Multiple security vulnerabilities have been revealed in Verizon Fios Quantum Gateway Wi-Fi routers which permitted remote attackers to take total control over the affected routers and exposing every device connected to it.
The flaw was discovered by the cybersecurity researchers at Tenable and according to Chris Lyne, a senior research engineer, there are three security vulnerabilities which has been named as CVE-2019-3914, CVE-2019-3915, and CVE-2019-3916. The flaws are authenticated command injection (with root privileges), login replay and password salt disclosure vulnerabilities that affects the Verizon Fios Quantum Gateway router (G1100).
Verizon Fios Quantum Gateway Wi-Fi routers are used by millions of consumers in the United States
Authenticated Command Injection Flaw (CVE-2019-3914)
Chris while reviewing the log file on his router found that the “Access Control” rules in the Firewall settings, available in the router’s web interface, was not properly sanitizing the “hostname” parameter while passing the values as part of a command to the console.
So, it is possible to manipulate the Firewall command by injecting a malicious input as hostname, finally allowing an attacker to execute arbitrary code on the affected device.
It is important to note that in order to exploit this vulnerability (CVE-2019-3914) the attacker has to first get access to the router’s web interface, which itself reduces the attack surface unless the victims are not relying on the default or weak passwords.

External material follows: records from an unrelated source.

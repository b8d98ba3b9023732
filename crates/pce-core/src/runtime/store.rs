// crates/pce-core/src/runtime/store.rs
// ============================================================================
// Module: PCE In-Memory Store
// Description: Simple in-memory cognition store for tests and examples.
// Purpose: Provide a deterministic store implementation without external deps.
// Dependencies: crate::core, crate::interfaces
// ============================================================================

//! ## Overview
//! This module provides a simple in-memory implementation of
//! [`CognitionStore`] for tests and local demos. It is not intended for
//! production use; the durable store lives in `pce-store-sqlite`.

// ============================================================================
// SECTION: Imports
// ============================================================================

use std::collections::BTreeMap;
use std::sync::Arc;
use std::sync::Mutex;

use crate::core::ApprovalId;
use crate::core::ApprovalRecord;
use crate::core::CciSnapshot;
use crate::core::CompletedAction;
use crate::core::NormalizedEvent;
use crate::core::StateSnapshot;
use crate::core::TranscriptEntry;
use crate::core::TranscriptItem;
use crate::interfaces::CognitionStore;
use crate::interfaces::StoreError;

// ============================================================================
// SECTION: In-Memory Store
// ============================================================================

/// Mutable inner tables guarded by one mutex.
#[derive(Debug, Default)]
struct Inner {
    /// Live state snapshot.
    state: StateSnapshot,
    /// Append-only normalized event log.
    events: Vec<NormalizedEvent>,
    /// Append-only completed action log.
    actions: Vec<CompletedAction>,
    /// Append-only coherence snapshot log.
    cci: Vec<CciSnapshot>,
    /// Approval records keyed by id, in insertion order.
    approvals: BTreeMap<String, ApprovalRecord>,
    /// Append-only transcript with assigned cursors.
    transcript: Vec<TranscriptItem>,
    /// Next transcript cursor to assign.
    next_cursor: u64,
}

/// In-memory cognition store for tests and examples.
#[derive(Debug, Clone)]
pub struct InMemoryCognitionStore {
    /// Tables protected by a mutex.
    inner: Arc<Mutex<Inner>>,
}

impl Default for InMemoryCognitionStore {
    fn default() -> Self {
        Self::new()
    }
}

impl InMemoryCognitionStore {
    /// Creates a new in-memory cognition store.
    #[must_use]
    pub fn new() -> Self {
        Self { inner: Arc::new(Mutex::new(Inner { next_cursor: 1, ..Inner::default() })) }
    }

    /// Locks the inner tables, mapping poisoning into a store error.
    fn lock(&self) -> Result<std::sync::MutexGuard<'_, Inner>, StoreError> {
        self.inner.lock().map_err(|_| StoreError::Store("store mutex poisoned".to_string()))
    }
}

impl CognitionStore for InMemoryCognitionStore {
    fn load_state(&self) -> Result<StateSnapshot, StoreError> {
        Ok(self.lock()?.state.clone())
    }

    fn save_state(&self, state: &StateSnapshot) -> Result<(), StoreError> {
        self.lock()?.state = state.clone();
        Ok(())
    }

    fn append_event(&self, event: &NormalizedEvent) -> Result<(), StoreError> {
        self.lock()?.events.push(event.clone());
        Ok(())
    }

    fn append_action(&self, action: &CompletedAction) -> Result<(), StoreError> {
        self.lock()?.actions.push(action.clone());
        Ok(())
    }

    fn recent_actions(&self, limit: usize) -> Result<Vec<CompletedAction>, StoreError> {
        let guard = self.lock()?;
        let mut actions = guard.actions.clone();
        actions.sort_by_key(|action| action.completed_at);
        let start = actions.len().saturating_sub(limit);
        Ok(actions[start..].to_vec())
    }

    fn append_cci(&self, snapshot: &CciSnapshot) -> Result<(), StoreError> {
        self.lock()?.cci.push(snapshot.clone());
        Ok(())
    }

    fn cci_history(&self, limit: usize) -> Result<Vec<CciSnapshot>, StoreError> {
        let guard = self.lock()?;
        let start = guard.cci.len().saturating_sub(limit);
        Ok(guard.cci[start..].to_vec())
    }

    fn put_approval(&self, record: &ApprovalRecord) -> Result<(), StoreError> {
        self.lock()?.approvals.insert(record.approval_id.to_string(), record.clone());
        Ok(())
    }

    fn approval(&self, id: &ApprovalId) -> Result<Option<ApprovalRecord>, StoreError> {
        Ok(self.lock()?.approvals.get(id.as_str()).cloned())
    }

    fn approvals(&self) -> Result<Vec<ApprovalRecord>, StoreError> {
        let guard = self.lock()?;
        let mut records: Vec<ApprovalRecord> = guard.approvals.values().cloned().collect();
        records.sort_by_key(|record| record.created_at);
        Ok(records)
    }

    fn append_transcript(&self, entry: &TranscriptEntry) -> Result<TranscriptItem, StoreError> {
        let mut guard = self.lock()?;
        let cursor = guard.next_cursor;
        guard.next_cursor += 1;
        let item = TranscriptItem::from_entry(cursor, entry.clone());
        guard.transcript.push(item.clone());
        Ok(item)
    }

    fn transcript_since(
        &self,
        cursor: u64,
        limit: usize,
    ) -> Result<Vec<TranscriptItem>, StoreError> {
        let guard = self.lock()?;
        Ok(guard
            .transcript
            .iter()
            .filter(|item| item.cursor > cursor)
            .take(limit)
            .cloned()
            .collect())
    }

    fn latest_cursor(&self) -> Result<u64, StoreError> {
        Ok(self.lock()?.next_cursor.saturating_sub(1))
    }
}
// crates/pce-core/src/core/event.rs
// ============================================================================
// Module: PCE Event Model
// Description: Wire envelope, domain payload, and normalized event records.
// Purpose: Provide stable, serializable event types for the pipeline.
// Dependencies: serde, crate::core
// ============================================================================

//! ## Overview
//! Producers submit an [`EventEnvelope`]; the validator normalizes it into a
//! [`NormalizedEvent`] with a server-assigned id and wall-clock stamp. Domain
//! payloads are heterogeneous: known shared fields are typed, everything else
//! rides in `extra` and is validated against the per-type schema registered at
//! boot.

// ============================================================================
// SECTION: Imports
// ============================================================================

use std::collections::BTreeSet;

use serde::Deserialize;
use serde::Serialize;
use serde_json::Map;
use serde_json::Value;

use crate::core::identifiers::CorrelationId;
use crate::core::identifiers::EventId;
use crate::core::identifiers::SessionId;
use crate::core::time::Timestamp;

// ============================================================================
// SECTION: Wire Envelope
// ============================================================================

/// Raw event envelope as submitted by producers.
#[derive(Debug, Clone, PartialEq, Serialize, Deserialize)]
pub struct EventEnvelope {
    /// Stable event type tag.
    pub event_type: String,
    /// Producer identifier.
    pub source: String,
    /// Domain payload, validated against the registered schema.
    pub payload: Value,
}

// ============================================================================
// SECTION: Domain Payload
// ============================================================================

/// Parsed domain payload carried by every normalized event.
#[derive(Debug, Clone, PartialEq, Default, Serialize, Deserialize)]
pub struct EventPayload {
    /// Dispatch key selecting the domain plugin set.
    pub domain: String,
    /// Optional per-session memory key.
    #[serde(default, skip_serializing_if = "Option::is_none")]
    pub session_id: Option<SessionId>,
    /// Optional producer-supplied correlation identifier.
    #[serde(default, skip_serializing_if = "Option::is_none")]
    pub correlation_id: Option<CorrelationId>,
    /// Free-form tags attached by the producer.
    #[serde(default, skip_serializing_if = "BTreeSet::is_empty")]
    pub tags: BTreeSet<String>,
    /// Remaining domain-specific fields.
    #[serde(flatten)]
    pub extra: Map<String, Value>,
}

impl EventPayload {
    /// Returns a domain field by name.
    #[must_use]
    pub fn field(&self, name: &str) -> Option<&Value> {
        self.extra.get(name)
    }

    /// Returns a domain field as a finite number.
    #[must_use]
    pub fn number_field(&self, name: &str) -> Option<f64> {
        self.extra.get(name).and_then(Value::as_f64).filter(|value| value.is_finite())
    }

    /// Returns a domain field as a string slice.
    #[must_use]
    pub fn string_field(&self, name: &str) -> Option<&str> {
        self.extra.get(name).and_then(Value::as_str)
    }

    /// Returns a domain field as a boolean.
    #[must_use]
    pub fn bool_field(&self, name: &str) -> Option<bool> {
        self.extra.get(name).and_then(Value::as_bool)
    }
}

// ============================================================================
// SECTION: Normalized Event
// ============================================================================

/// Event after validation and normalization.
///
/// # Invariants
/// - `event_id` and `ts` are assigned once by the validator and never mutated.
#[derive(Debug, Clone, PartialEq, Serialize, Deserialize)]
pub struct NormalizedEvent {
    /// Server-assigned event identifier (UUID v4).
    pub event_id: EventId,
    /// Stable event type tag.
    pub event_type: String,
    /// Producer identifier.
    pub source: String,
    /// Server wall-clock stamp in unix milliseconds.
    pub ts: Timestamp,
    /// Parsed domain payload.
    pub payload: EventPayload,
}

impl NormalizedEvent {
    /// Returns the correlation identifier, falling back to the event id.
    ///
    /// Every transcript item carries a correlation; producers that omit one
    /// get their event grouped under its own id.
    #[must_use]
    pub fn correlation(&self) -> CorrelationId {
        self.payload
            .correlation_id
            .clone()
            .unwrap_or_else(|| CorrelationId::new(self.event_id.as_str()))
    }

    /// Returns true when this event is feedback for the adaptation stage.
    #[must_use]
    pub fn is_feedback(&self) -> bool {
        self.event_type.starts_with("feedback.") || self.event_type.starts_with("reward.")
    }
}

Also, the affected routers do not have remote administration enabled by default, which further reduces the threat of Internet-based attacks.
There are two attack scenarios that let an attacker to execute commands remotely. First, the insider threat would allow an attacker to record the login sequence (salted hash) using a packet sniffer. Either through legitimate access (a house guest) or social engineering (customer support scam), an attacker could obtain the target router’s administrator password from the sticker on the router and public IP address. They can then either turn remote administration on, confirm it is enabled, or use the same social engineering ruse to have the victim enable it.
Then, the attacker can exploit CVE-2019-3914 remotely, from across the internet, to gain remote root shell access to the router’s underlying operating system. From here, they have control of the network. They can create back doors, record sensitive internet transactions, pivot to other devices, etc.
The Verizon router also supports Java because of Embedded JVM (Java Virtual Machine) and so an attacker can upload a Java-based payload to get a reverse shell with root privileges to launch further attacks. In order to execute a Java reverse shell, the attacker has to just upload and run a Java class.
Login Replay and Password Salt Disclosure Flaws
The second vulnerability which has been identified as CVE-2019-3915 exists because the web administration interface of router relies on the insecure HTTP connection.
It allows network-based attackers to intercept login requests using a packet sniffer and replay them to gain admin access to the web interface.
The third vulnerability named as CVE-2019-3916, allows an unauthenticated attacker to retrieve the value of the password salt by simply visiting a URL in a web browser.
Since the router firmware does not enforce HTTPS, it is possible for attackers to capture a login request containing salted password hash (SHA-512), which can then be used to recover the plaintext password.
The vulnerabilities have been reported to Verizon, who has replied and addressed them in new firmware version 02.02.00.13, which will be applied automatically.
It is necessary that the users have to confirm that their router is updated to version 02.02.00.13, and if not, contact Verizon for more information.
The Shodan search revealed that almost 15,000 Verizon Fios Quantum Gateway Wi-Fi routers with remote administration were accessible on the Internet.